- Born: 1972 (age 53–54)

= Philip Johnson (UK architect) =

British architect

Philip Johnson (born 1972), is an architect and former Senior Principal at Populous, he led the design of the London Stadium for the London 2012 Olympic Games.

== Education ==
Johnson was educated at Abingdon School from 1983 to 1990, where he studied art and design. He was drawn to the theatre and designed sets for productions that included The Cherry Orchard, Captain Stirrick, Ubu Rex and Amadeus, in the Amey Theatre and Arts Centre. He co-founded a schools theatre company and produced two plays including Amadeus.

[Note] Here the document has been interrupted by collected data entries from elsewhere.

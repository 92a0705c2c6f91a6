//! Commitment and settlement transaction layout of the payment channel.
//!
//! One funding transaction carries one commitment output per seller; that
//! output anchors the unidirectional channel between the buyer and that
//! seller. Every payment is a buyer signature over the settlement
//! transaction spending the anchor at the incremented balance; the seller
//! countersigns and broadcasts only when it wants to close.

use bitcoin::{
    absolute::LockTime,
    blockdata::{opcodes::all, script::Builder},
    secp256k1::{ecdsa::Signature, Message, Secp256k1, SecretKey},
    sighash::{EcdsaSighashType, SighashCache},
    transaction::Version,
    Amount, OutPoint, PubkeyHash, PublicKey, ScriptBuf, Sequence, Transaction, TxIn, TxOut,
    Witness,
};

use super::error::ProtocolError;

/// Smallest output value the settlement transaction will create; smaller
/// payouts are folded into the transaction fee.
pub const DUST_LIMIT: u64 = 546;

/// One output of the multi-commitment funding transaction, committing the
/// channel value to one buyer/seller pair.
#[derive(Debug, Clone, Copy, PartialEq)]
pub struct Commitment {
    /// Channel value locked in this output.
    pub value: Amount,
    /// Buyer key in the cooperative branch.
    pub buyer_contract_pk: PublicKey,
    /// Seller key in the cooperative branch.
    pub seller_contract_pk: PublicKey,
    /// Relative lock (in time units) of the buyer refund branch.
    pub lock: u16,
}

impl Commitment {
    pub fn redeemscript(&self) -> ScriptBuf {
        commitment_redeemscript(&self.buyer_contract_pk, &self.seller_contract_pk, self.lock)
    }

    pub fn script_pubkey(&self) -> ScriptBuf {
        redeemscript_to_scriptpubkey(&self.redeemscript())
    }

    pub fn tx_out(&self) -> TxOut {
        TxOut {
            value: self.value,
            script_pubkey: self.script_pubkey(),
        }
    }
}

/// The commitment witness script. The cooperative branch settles with both
/// keys; the refund branch returns the whole value to the buyer after the
/// relative lock expires.
#[rustfmt::skip]
pub fn commitment_redeemscript(
    buyer_contract_pk: &PublicKey,
    seller_contract_pk: &PublicKey,
    lock: u16,
) -> ScriptBuf {
    //spent with witnesses:
    //cooperative case:
    //<> <buyer_signature> <seller_signature> <1>
    //refund case, after `lock` expires:
    //<buyer_signature> <>
    Builder::new()
        .push_opcode(all::OP_IF)
            .push_opcode(all::OP_PUSHNUM_2)
            .push_key(buyer_contract_pk)
            .push_key(seller_contract_pk)
            .push_opcode(all::OP_PUSHNUM_2)
            .push_opcode(all::OP_CHECKMULTISIG)
        .push_opcode(all::OP_ELSE)
            .push_int(lock as i64)
            .push_opcode(all::OP_CSV)
            .push_opcode(all::OP_DROP)
            .push_key(buyer_contract_pk)
            .push_opcode(all::OP_CHECKSIG)
        .push_opcode(all::OP_ENDIF)
        .into_script()
}

pub fn redeemscript_to_scriptpubkey(redeemscript: &ScriptBuf) -> ScriptBuf {
    ScriptBuf::new_p2wsh(&redeemscript.wscript_hash())
}

/// Skeleton of the funding transaction carrying the given commitments in
/// order. Inputs and change are the wallet's business.
pub fn create_funding_transaction(commitments: &[Commitment]) -> Transaction {
    Transaction {
        version: Version::TWO,
        lock_time: LockTime::ZERO,
        input: Vec::new(),
        output: commitments.iter().map(Commitment::tx_out).collect(),
    }
}

/// Index of the commitment's output in a funding transaction.
pub fn find_commitment_output_index(
    funding_tx: &Transaction,
    commitment: &Commitment,
) -> Result<u32, ProtocolError> {
    let script_pubkey = commitment.script_pubkey();
    funding_tx
        .output
        .iter()
        .enumerate()
        .find(|(_i, o)| o.script_pubkey == script_pubkey)
        .map(|(index, _)| index as u32)
        .ok_or(ProtocolError::General(
            "funding transaction has no output paying to the commitment",
        ))
}

/// The settlement transaction for the channel at a given paid balance.
/// Sub-dust payouts are dropped into the fee.
pub fn create_settlement_transaction(
    anchor: &OutPoint,
    value: Amount,
    paid: Amount,
    settlement_fee: Amount,
    payee_final_pk_hash: &PubkeyHash,
    payor_final_pk_hash: &PubkeyHash,
) -> Transaction {
    let mut output = Vec::new();
    if paid.to_sat() >= DUST_LIMIT {
        output.push(TxOut {
            value: paid,
            script_pubkey: ScriptBuf::new_p2pkh(payee_final_pk_hash),
        });
    }
    let refund = value
        .to_sat()
        .saturating_sub(paid.to_sat())
        .saturating_sub(settlement_fee.to_sat());
    if refund >= DUST_LIMIT {
        output.push(TxOut {
            value: Amount::from_sat(refund),
            script_pubkey: ScriptBuf::new_p2pkh(payor_final_pk_hash),
        });
    }
    Transaction {
        version: Version::TWO,
        lock_time: LockTime::ZERO,
        input: vec![TxIn {
            previous_output: *anchor,
            script_sig: ScriptBuf::new(),
            sequence: Sequence::ZERO,
            witness: Witness::new(),
        }],
        output,
    }
}

fn settlement_sighash(
    settlement_tx: &Transaction,
    commitment_redeemscript: &ScriptBuf,
    value: Amount,
) -> Result<Message, ProtocolError> {
    let input_index = 0;
    let sighash = SighashCache::new(settlement_tx).p2wsh_signature_hash(
        input_index,
        commitment_redeemscript,
        value,
        EcdsaSighashType::All,
    )?;
    Ok(Message::from_digest_slice(&sighash[..])?)
}

pub fn sign_settlement(
    settlement_tx: &Transaction,
    commitment_redeemscript: &ScriptBuf,
    value: Amount,
    privkey: &SecretKey,
) -> Result<Signature, ProtocolError> {
    let sighash = settlement_sighash(settlement_tx, commitment_redeemscript, value)?;
    let secp = Secp256k1::new();
    Ok(secp.sign_ecdsa(&sighash, privkey))
}

pub fn verify_settlement_sig(
    settlement_tx: &Transaction,
    commitment_redeemscript: &ScriptBuf,
    value: Amount,
    pubkey: &PublicKey,
    sig: &Signature,
) -> Result<(), ProtocolError> {
    let sighash = settlement_sighash(settlement_tx, commitment_redeemscript, value)?;
    let secp = Secp256k1::new();
    Ok(secp.verify_ecdsa(&sighash, sig, &pubkey.inner)?)
}
//! Piece exchange protocol messages.
//!
//! Messages are exchanged between one buyer and one seller over a single
//! connection; a session multiplexes many such connections but every
//! exchange is strictly bilateral.
//!
//! Each side first announces a mode and, for buy/sell, its terms. A mode
//! message may be re-sent at any time to renegotiate; re-announcing while
//! a contract is live interrupts that contract. The simplest successful
//! exchange between a buyer B and a seller S looks like:
//!
//! ```shell
//! B -> S: [ProtocolMessage::Buy]      (announce mode and terms)
//! S -> B: [ProtocolMessage::Sell]     (announce mode and terms)
//! B -> S: [ProtocolMessage::Invite]   (terms acceptable, invite seller)
//! S -> B: [ProtocolMessage::JoiningContract]  (seller contract keys)
//! B -> S: [ProtocolMessage::Ready]    (funding anchor for this channel)
//! B -> S: [ProtocolMessage::RequestFullPiece]
//! S -> B: [ProtocolMessage::FullPiece]
//! B -> S: [ProtocolMessage::Payment]  (settlement signature, one increment)
//! ...
//! ```
//!
//! Before inviting, a buyer may probe the seller with a single
//! [ProtocolMessage::Speed] request, answered by a `FullPiece` carrying a
//! synthetic payload of the declared size.

use std::fmt::Display;

use bitcoin::{secp256k1::ecdsa::Signature, Amount, OutPoint, PubkeyHash, PublicKey};

use serde::{Deserialize, Serialize};

/// Terms a buyer announces and invites sellers under.
#[derive(Debug, Clone, Copy, PartialEq, Eq, Serialize, Deserialize, Default)]
pub struct BuyerTerms {
    /// Highest price per piece the buyer will pay.
    pub max_price: u64,
    /// Longest refund lock (in time units) the buyer will fund.
    pub min_lock: u16,
    /// Fewest seller commitment outputs the buyer insists the seller
    /// tolerates in the funding transaction.
    pub min_number_of_sellers: u32,
    /// Highest settlement fee the buyer will cover.
    pub max_settlement_fee: u64,
}

impl BuyerTerms {
    /// Whether a seller quoting `terms` is acceptable under these terms.
    pub fn satisfied_by(&self, terms: &SellerTerms) -> bool {
        terms.min_price <= self.max_price
            && terms.min_lock <= self.min_lock
            && terms.settlement_fee <= self.max_settlement_fee
            && terms.max_number_of_sellers >= self.min_number_of_sellers
    }
}

/// Terms a seller announces and services piece requests under.
#[derive(Debug, Clone, Copy, PartialEq, Eq, Serialize, Deserialize, Default)]
pub struct SellerTerms {
    /// Lowest price per piece the seller accepts.
    pub min_price: u64,
    /// Shortest refund lock (in time units) the seller accepts.
    pub min_lock: u16,
    /// Most commitment outputs the seller tolerates in the funding
    /// transaction it joins.
    pub max_number_of_sellers: u32,
    /// Settlement fee the seller demands be budgeted.
    pub settlement_fee: u64,
}

/// Raw payload of one content piece.
#[derive(Debug, Clone, PartialEq, Eq, Serialize, Deserialize, Default)]
pub struct PieceData(pub Vec<u8>);

impl PieceData {
    /// Deterministic payload of the given size, used for speed tests.
    pub fn zeroes(length: usize) -> PieceData {
        PieceData(vec![0u8; length])
    }

    pub fn len(&self) -> usize {
        self.0.len()
    }

    pub fn is_empty(&self) -> bool {
        self.0.is_empty()
    }

    pub fn as_slice(&self) -> &[u8] {
        &self.0
    }
}

/// Buyer invites the seller to join its contract under the seller's most
/// recently announced terms.
#[derive(Debug, Clone, Copy, PartialEq, Eq, Serialize, Deserialize)]
pub struct Invite;

/// Seller joins the contract, revealing its channel keys.
#[derive(Debug, Clone, Copy, PartialEq, Serialize, Deserialize)]
pub struct JoiningContract {
    /// Seller key in the commitment output.
    pub contract_pk: PublicKey,
    /// Hash the seller wants settlement funds paid to.
    pub final_pk_hash: PubkeyHash,
}

/// Buyer announces the funding anchor of the seller's channel.
#[derive(Debug, Clone, Copy, PartialEq, Serialize, Deserialize)]
pub struct Ready {
    /// Channel value locked in the commitment output.
    pub value: Amount,
    /// The commitment output of the funding transaction.
    pub anchor: OutPoint,
    /// Buyer key in the commitment output.
    pub contract_pk: PublicKey,
    /// Hash the buyer wants refunded settlement funds paid to.
    pub final_pk_hash: PubkeyHash,
}

/// Buyer requests delivery of one piece.
#[derive(Debug, Clone, Copy, PartialEq, Eq, Serialize, Deserialize)]
pub struct RequestFullPiece {
    pub piece_index: u32,
}

/// Seller delivers one piece, or a speed-test payload.
#[derive(Debug, Clone, PartialEq, Eq, Serialize, Deserialize)]
pub struct FullPiece {
    pub piece_data: PieceData,
}

/// Buyer pays for one delivered piece with a settlement signature for the
/// incremented channel balance.
#[derive(Debug, Clone, Copy, PartialEq, Eq, Serialize, Deserialize)]
pub struct Payment {
    pub signature: Signature,
}

/// Buyer asks a prospective seller to deliver a synthetic payload of the
/// given size before any contract is formed.
#[derive(Debug, Clone, Copy, PartialEq, Eq, Serialize, Deserialize)]
pub struct Speed {
    pub payload_size: u32,
}

/// All messages of the piece exchange protocol. Terms renegotiation is
/// expressed by re-sending a mode message.
#[derive(Debug, Clone, PartialEq, Serialize, Deserialize)]
pub enum ProtocolMessage {
    /// Announce observe mode.
    Observe,
    /// Announce buy mode and buyer terms.
    Buy(BuyerTerms),
    /// Announce sell mode and seller terms.
    Sell(SellerTerms),
    /// Invite the seller to join the buyer's contract.
    Invite(Invite),
    /// Seller joins the contract.
    JoiningContract(JoiningContract),
    /// Buyer announces the channel anchor; piece exchange may begin.
    Ready(Ready),
    /// Request one piece.
    RequestFullPiece(RequestFullPiece),
    /// Deliver one piece.
    FullPiece(FullPiece),
    /// Pay for one delivered piece.
    Payment(Payment),
    /// Request a pre-contract speed-test payload.
    Speed(Speed),
}

impl Display for ProtocolMessage {
    fn fmt(&self, f: &mut std::fmt::Formatter<'_>) -> std::fmt::Result {
        match self {
            Self::Observe => write!(f, "Observe"),
            Self::Buy(_) => write!(f, "Buy"),
            Self::Sell(_) => write!(f, "Sell"),
            Self::Invite(_) => write!(f, "Invite"),
            Self::JoiningContract(_) => write!(f, "JoiningContract"),
            Self::Ready(_) => write!(f, "Ready"),
            Self::RequestFullPiece(_) => write!(f, "RequestFullPiece"),
            Self::FullPiece(_) => write!(f, "FullPiece"),
            Self::Payment(_) => write!(f, "Payment"),
            Self::Speed(_) => write!(f, "Speed"),
        }
    }
}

He attended Kingston University and University College London, where he studied architecture. He registered with the ARB and became a Member of the RIBA in 1998.

== Career ==
Following a few years working for Frankl + Luty Chartered Architects, working on the design of projects such as the Greenwich Yacht Club, he worked for Populous (formerly HOK Sport) in 2001 and was later promoted to Senior Principal.

Following six years developing the design of the redevelopment of Ascot Racecourse, he was tasked with leading the design of the main stadium for the Olympic & Paralympic Games in 2012, hosted in London, and later, its transformation after the games. This included creating a sustainable Legacy of the 2012 Summer Olympics and integration into the urban park. He led a team of 50 architects.

The Olympic Stadium won a Royal Institute of British Architects award and was shortlisted for the Stirling Prize.

His other works include the Masterplan and new Warner Stand at Lord's, the concept design for the Coca Arena in Dubai, the Riverside Stand at Fulham Football Club and most recently the Masterplan for the Allianz Stadium, Twickenham.